# 4B: Research Design and Launching Distance

In [None]:
# Load the CourseKata library
suppressPackageStartupMessages({
    library(coursekata)
})

LaunchBears <- read.csv("https://docs.google.com/spreadsheets/d/e/2PACX-1vR-n7sbDgxBhPlIew383bKP1wbOjyexLAXcevLMMGFHmWgUTWTEn9jWn1cUcujAmjByussTNozcAto0/pub?gid=745552022&single=true&output=csv", header=TRUE)

## 1.0 - Revisiting the Gummy Bear Catapult Experiment

Remember when we created our candy catapults? Now that we’ve learned some new data science skills, let’s revisit that data and think about this question: 

> What affects gummy bear launching distance?

A sample data set has been loaded for you into `LaunchBears`. 

(**Note to Instructors**: If you did lessons 2A and 2B with your students, you can upload the actual data from your class if you prefer.)

1.1 - Do you have any questions about these variables? 

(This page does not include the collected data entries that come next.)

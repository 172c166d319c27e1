use crate::responses::{IpConfigResponse, LinkStatusResponse, MacAddressResponse, NoResponse};
use crate::stack::Error as StackError;
use crate::wifi::{AddressErrors, CommandError, JoinError};
use atat::atat_derive::AtatCmd;
use atat::heapless::String;
use atat::{Error as AtError, InternalError};
use core::fmt::Write;
use core::net::SocketAddrV4;

/// Trait for mapping command errors
pub trait CommandErrorHandler {
    type Error;

    /// Maps regular errors
    fn command_error(&self, error: AtError) -> Self::Error;
}

/// Command for joining an access point
#[derive(Clone, AtatCmd)]
#[at_cmd("+WJAP", NoResponse, timeout_ms = 20_000, quote_escape_strings = false, termination = "\r\n")]
pub struct JoinCommand {
    /// The SSID of the target access point
    #[at_arg(position = 0)]
    ssid: String<32>,

    /// The pass phrase of the target access point, passed verbatim
    #[at_arg(position = 1)]
    password: String<64>,
}

impl JoinCommand {
    pub fn new(ssid: String<32>, password: String<64>) -> Self {
        Self { ssid, password }
    }
}

impl CommandErrorHandler for JoinCommand {
    type Error = JoinError;

    fn command_error(&self, error: AtError) -> Self::Error {
        JoinError::ConnectError(error)
    }
}

/// Disconnects from the current access point
#[derive(Clone, Default, AtatCmd)]
#[at_cmd("+WJAPQ", NoResponse, timeout_ms = 5_000, termination = "\r\n")]
pub struct LeaveCommand;

impl CommandErrorHandler for LeaveCommand {
    type Error = CommandError;

    fn command_error(&self, error: AtError) -> Self::Error {
        CommandError::CommandFailed(error)
    }
}

/// Enables/Disables the DHCP client of the station interface
#[derive(Clone, AtatCmd)]
#[at_cmd("+DHCP", NoResponse, timeout_ms = 1_000, quote_escape_strings = false, termination = "\r\n")]
pub struct DhcpCommand {
    /// ON or OFF
    mode: String<3>,
}

impl DhcpCommand {
    pub fn new(enabled: bool) -> Self {
        Self {
            mode: String::try_from(if enabled { "ON" } else { "OFF" }).unwrap(),
        }
    }
}

impl CommandErrorHandler for DhcpCommand {
    type Error = CommandError;

    fn command_error(&self, error: AtError) -> Self::Error {
        CommandError::CommandFailed(error)
    }
}

/// Reboots the module
#[derive(Clone, Default, AtatCmd)]
#[at_cmd("+REBOOT", NoResponse, timeout_ms = 1_000, termination = "\r\n")]
pub struct RebootCommand;

impl CommandErrorHandler for RebootCommand {
    type Error = CommandError;

    fn command_error(&self, error: AtError) -> Self::Error {
        CommandError::CommandFailed(error)
    }
}

/// Restores the factory settings and reboots the module
#[derive(Clone, Default, AtatCmd)]
#[at_cmd("+FACTORY", NoResponse, timeout_ms = 1_000, termination = "\r\n")]
pub struct FactoryResetCommand;

impl CommandErrorHandler for FactoryResetCommand {
    type Error = CommandError;

    fn command_error(&self, error: AtError) -> Self::Error {
        CommandError::CommandFailed(error)
    }
}

/// Opens a TCP client connection
#[derive(Clone, AtatCmd)]
#[at_cmd("+CIPSTART", NoResponse, timeout_ms = 5_000, attempts = 1, quote_escape_strings = false, termination = "\r\n")]
pub struct TcpConnectCommand {
    /// Socket ID
    link_id: usize,

    /// Always tcp_client
    connection_type: String<10>,

    /// Remote IPv4 address
    remote_host: String<15>,

    /// Remote port
    port: u16,
}

impl TcpConnectCommand {
    pub fn new(link_id: usize, remote: SocketAddrV4) -> Self {
        Self {
            link_id,
            connection_type: String::try_from("tcp_client").unwrap(),
            remote_host: format_ip(&remote),
            port: remote.port(),
        }
    }
}

impl CommandErrorHandler for TcpConnectCommand {
    type Error = StackError;

    fn command_error(&self, error: AtError) -> Self::Error {
        StackError::ConnectError(error)
    }
}

/// Opens a UDP unicast connection. The remote port is used as local port as well.
#[derive(Clone, AtatCmd)]
#[at_cmd("+CIPSTART", NoResponse, timeout_ms = 5_000, attempts = 1, quote_escape_strings = false, termination = "\r\n")]
pub struct UdpConnectCommand {
    /// Socket ID
    link_id: usize,

    /// Always udp_unicast
    connection_type: String<11>,

    /// Remote IPv4 address
    remote_host: String<15>,

    /// Remote port
    port: u16,

    /// Local port
    local_port: u16,
}

impl UdpConnectCommand {
    pub fn new(link_id: usize, remote: SocketAddrV4) -> Self {
        Self {
            link_id,
            connection_type: String::try_from("udp_unicast").unwrap(),
            remote_host: format_ip(&remote),
            port: remote.port(),
            local_port: remote.port(),
        }
    }
}

impl CommandErrorHandler for UdpConnectCommand {
    type Error = StackError;

    fn command_error(&self, error: AtError) -> Self::Error {
        StackError::ConnectError(error)
    }
}

/// Announces the transmission of the given byte count
#[derive(Clone, AtatCmd)]
#[at_cmd("+CIPSEND", NoResponse, timeout_ms = 1_000, attempts = 1, termination = "\r\n")]
pub struct TransmissionPrepareCommand {
    /// Socket ID
    link_id: usize,

    /// Byte count of the following data
    length: usize,
}

impl TransmissionPrepareCommand {
    pub fn new(link_id: usize, length: usize) -> Self {
        Self { link_id, length }
    }
}

impl CommandErrorHandler for TransmissionPrepareCommand {
    type Error = StackError;

    fn command_error(&self, error: AtError) -> Self::Error {
        StackError::TransmissionStartFailed(error)
    }
}

/// Max. byte count of a single transmission accepted by the module
pub const MAX_TX_SIZE: usize = 1024;

/// Raw socket data following a [TransmissionPrepareCommand]
#[derive(Clone)]
pub struct TransmissionCommand<'a, const TX_SIZE: usize> {
    data: &'a [u8],
}

impl<'a, const TX_SIZE: usize> TransmissionCommand<'a, TX_SIZE> {
    const VALID_TX_SIZE: () = assert!(TX_SIZE > 0 && TX_SIZE <= MAX_TX_SIZE, "TX_SIZE must be in range 1..=1024");

    /// Returns [StackError::ChunkTooLarge] if the data exceeds TX_SIZE
    pub fn new(data: &'a [u8]) -> Result<Self, StackError> {
        let () = Self::VALID_TX_SIZE;

        if data.len() > TX_SIZE {
            return Err(StackError::ChunkTooLarge);
        }

        Ok(Self { data })
    }
}

impl<const TX_SIZE: usize> atat::AtatCmd for TransmissionCommand<'_, TX_SIZE> {
    type Response = NoResponse;

    const MAX_LEN: usize = TX_SIZE;
    const MAX_TIMEOUT_MS: u32 = 5_000;

    fn write(&self, buf: &mut [u8]) -> usize {
        buf[..self.data.len()].copy_from_slice(self.data);
        self.data.len()
    }

    fn parse(&self, resp: Result<&[u8], InternalError>) -> Result<Self::Response, AtError> {
        resp.map(|_| NoResponse).map_err(|_| AtError::Error)
    }
}

impl<const TX_SIZE: usize> CommandErrorHandler for TransmissionCommand<'_, TX_SIZE> {
    type Error = StackError;

    fn command_error(&self, error: AtError) -> Self::Error {
        StackError::SendFailed(error)
    }
}

/// Closes the given socket
#[derive(Clone, AtatCmd)]
#[at_cmd("+CIPSTOP", NoResponse, timeout_ms = 1_000, attempts = 1, termination = "\r\n")]
pub struct CloseSocketCommand {
    /// Socket ID
    link_id: usize,
}

impl CommandErrorHandler for CloseSocketCommand {
    type Error = StackError;

    fn command_error(&self, error: AtError) -> Self::Error {
        StackError::CloseError(error)
    }
}

impl CloseSocketCommand {
    pub fn new(link_id: usize) -> Self {
        Self { link_id }
    }
}

/// Queries the IP configuration of the station interface
#[derive(Clone, AtatCmd)]
#[at_cmd("+IPCONFIG", IpConfigResponse, timeout_ms = 1_000, termination = "\r\n")]
pub struct IpConfigCommand;

impl CommandErrorHandler for IpConfigCommand {
    type Error = AddressErrors;

    fn command_error(&self, error: AtError) -> Self::Error {
        AddressErrors::CommandError(error)
    }
}

/// Queries the MAC address of the station interface
#[derive(Clone, AtatCmd)]
#[at_cmd("+WMAC?", MacAddressResponse, timeout_ms = 1_000, termination = "\r\n")]
pub struct MacAddressCommand;

impl CommandErrorHandler for MacAddressCommand {
    type Error = AddressErrors;

    fn command_error(&self, error: AtError) -> Self::Error {
        AddressErrors::CommandError(error)
    }
}

/// Queries the state of the current WiFi link
#[derive(Clone, AtatCmd)]
#[at_cmd("+WLINK?", LinkStatusResponse, timeout_ms = 1_000, termination = "\r\n")]
pub struct LinkStatusCommand;

impl CommandErrorHandler for LinkStatusCommand {
    type Error = AddressErrors;

    fn command_error(&self, error: AtError) -> Self::Error {
        AddressErrors::CommandError(error)
    }
}

/// Formats the IPv4 address of the given socket address
fn format_ip(address: &SocketAddrV4) -> String<15> {
    let mut buffer = String::new();

    // Max. length of a dotted IPv4 address is 15 chars, so this never fails
    let _ = write!(buffer, "{}", address.ip());
    buffer
}
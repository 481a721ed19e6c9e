//! State module for tracking crawl progress
//!
//! # Components
//!
//! - `PageStatus`: Fetch outcome of an individual page (pending, fetched, failed)
//! - `CrawlState`: Lifecycle of the crawl as a whole

mod crawl_state;
mod page_state;

// Re-export main types
pub use crawl_state::CrawlState;
pub use page_state::{PageStatus, StatusKind, FETCH_ERROR_SENTINEL};
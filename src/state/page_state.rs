/// Page status definitions for tracking crawl progress
///
/// A page row stores its outcome in two nullable columns (`content`, `error`).
/// `PageStatus` folds them into one value so a page is always in exactly one
/// state.
use std::fmt;

/// Error code recorded when the fetch itself failed (network, TLS, timeout)
pub const FETCH_ERROR_SENTINEL: i64 = -1;

/// Fetch outcome of a page
#[derive(Debug, Clone, PartialEq, Eq)]
pub enum PageStatus {
    /// Discovered but not fetched yet
    Pending,

    /// Successfully fetched; holds the raw page body
    Fetched(Vec<u8>),

    /// Fetch failed; holds the HTTP status or [`FETCH_ERROR_SENTINEL`]
    Failed(i64),
}

/// Payload-free discriminant of [`PageStatus`], used for counting
#[derive(Debug, Clone, Copy, PartialEq, Eq, Hash)]
pub enum StatusKind {
    Pending,
    Fetched,
    Failed,
}

impl PageStatus {
    /// Builds a status from the stored columns
    ///
    /// Rows written by older crawlers may carry both an error code and
    /// content; the error wins so the page never reads as a success.
    pub fn from_columns(content: Option<Vec<u8>>, error: Option<i64>) -> Self {
        match (content, error) {
            (_, Some(code)) => Self::Failed(code),
            (Some(body), None) => Self::Fetched(body),
            (None, None) => Self::Pending,
        }
    }

    /// Returns true if the page still waits to be fetched
    pub fn is_pending(&self) -> bool {
        matches!(self, Self::Pending)
    }

    /// Returns the error code of a failed page
    pub fn error_code(&self) -> Option<i64> {
        match self {
            Self::Failed(code) => Some(*code),
            _ => None,
        }
    }

    /// Returns the body of a fetched page
    pub fn content(&self) -> Option<&[u8]> {
        match self {
            Self::Fetched(body) => Some(body.as_slice()),
            _ => None,
        }
    }

    pub fn kind(&self) -> StatusKind {
        match self {
            Self::Pending => StatusKind::Pending,
            Self::Fetched(_) => StatusKind::Fetched,
            Self::Failed(_) => StatusKind::Failed,
        }
    }
}

impl StatusKind {
    /// SQL predicate selecting rows of this kind from `Pages`
    pub fn sql_predicate(&self) -> &'static str {
        match self {
            Self::Pending => "content IS NULL AND error IS NULL",
            Self::Fetched => "content IS NOT NULL AND error IS NULL",
            Self::Failed => "error IS NOT NULL",
        }
    }

    pub fn all() -> [Self; 3] {
        [Self::Pending, Self::Fetched, Self::Failed]
    }
}

impl fmt::Display for StatusKind {
    fn fmt(&self, f: &mut fmt::Formatter<'_>) -> fmt::Result {
        let name = match self {
            Self::Pending => "pending",
            Self::Fetched => "fetched",
            Self::Failed => "failed",
        };
        f.write_str(name)
    }
}

impl fmt::Display for PageStatus {
    fn fmt(&self, f: &mut fmt::Formatter<'_>) -> fmt::Result {
        match self {
            Self::Pending => write!(f, "pending"),
            Self::Fetched(body) => write!(f, "fetched ({} bytes)", body.len()),
            Self::Failed(code) => write!(f, "failed ({})", code),
        }
    }
}
//! Link-Spider: a resumable site crawler that records a page/link graph
//!
//! This crate crawls the pages of a bounded set of websites, follows the
//! internal links it finds and persists pages and edges in SQLite so a later
//! ranking pass can consume the graph. A crawl can be interrupted at any
//! point and resumed from the pages still pending in the store.

pub mod config;
pub mod crawler;
pub mod output;
pub mod state;
pub mod storage;
pub mod url;

use thiserror::Error;

/// Main error type for Link-Spider operations
#[derive(Debug, Error)]
pub enum SpiderError {
    #[error("Configuration error: {0}")]
    Config(#[from] ConfigError),

    #[error("Database error: {0}")]
    Database(#[from] rusqlite::Error),

    #[error("Storage error: {0}")]
    Storage(#[from] storage::StorageError),

    #[error("Storage lock poisoned by a panicked worker")]
    StorePoisoned,

    #[error("HTTP client error: {0}")]
    Http(#[from] reqwest::Error),

    #[error("IO error: {0}")]
    Io(#[from] std::io::Error),
}

/// Configuration-specific errors
#[derive(Debug, Error)]
pub enum ConfigError {
    #[error("Failed to read config file: {0}")]
    Io(#[from] std::io::Error),

    #[error("Failed to parse TOML: {0}")]
    Parse(#[from] toml::de::Error),

    #[error("Validation error: {0}")]
    Validation(String),

    #[error("Invalid URL in config: {0}")]
    InvalidUrl(String),
}

/// Result type alias for Link-Spider operations
pub type Result<T> = std::result::Result<T, SpiderError>;

/// Result type alias for configuration operations
pub type ConfigResult<T> = std::result::Result<T, ConfigError>;

// Re-export commonly used types
pub use config::Config;
pub use crawler::{CrawlEngine, CrawlOutcome, StartMode, StopReason};
pub use state::{CrawlState, PageStatus};
pub use url::{derive_scope, in_scope, normalize_href};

- `LiftCategory` number of lift sticks as a categorical variable (L1 - one stick, L2 - two sticks, L3 - three sticks)
- `NumLifts` number of lift sticks (1,2,3)
- `Dist_cm` how far the gummy bear got launched in centimeters
- `BearColor` color of the gummy bear
- `Group` which group of students did the launches
- `BearHt` how tall the bear was in millimeters 
- `Tool` which measuring tool was used
- `CatapultColor` the color of the catapult

1.2 - Let’s take a look at the distribution of launching distances. What do you notice?

In [None]:
# Sample histogram (students can change to a density histogram with a density plot as well)
gf_histogram(~Dist_cm, data = LaunchBears, fill = "aquamarine1", color = "darkblue")


# Sample boxplot with jitter
gf_boxplot(Dist_cm ~ 1, data = LaunchBears, fill = "palegoldenrod", color = "seagreen4")%>%gf_jitter(color = "plum4")

1.3 - Hmmm... there are some gummy bears that got launched a lot further than others. Of the variables we collected in `LaunchBears`, in your opinion, which of these variables might affect distance? Which variables probably do not affect distance?

1.4 - Make a few visualizations to look at the variables that might affect distance

1.5 - Now make some visualizations to look at the variables that might NOT affect distance

1.6 - Which variable(s) seems best at explaining some of the variation in distance?

## 2.0 - Modeling the Possibilities with Word Equations

A lot of people think `LiftCategory` might help us explain the variation in launch distance, such that, if we knew how many lift sticks the catapult had, we could adjust our prediction of distance a little bit. 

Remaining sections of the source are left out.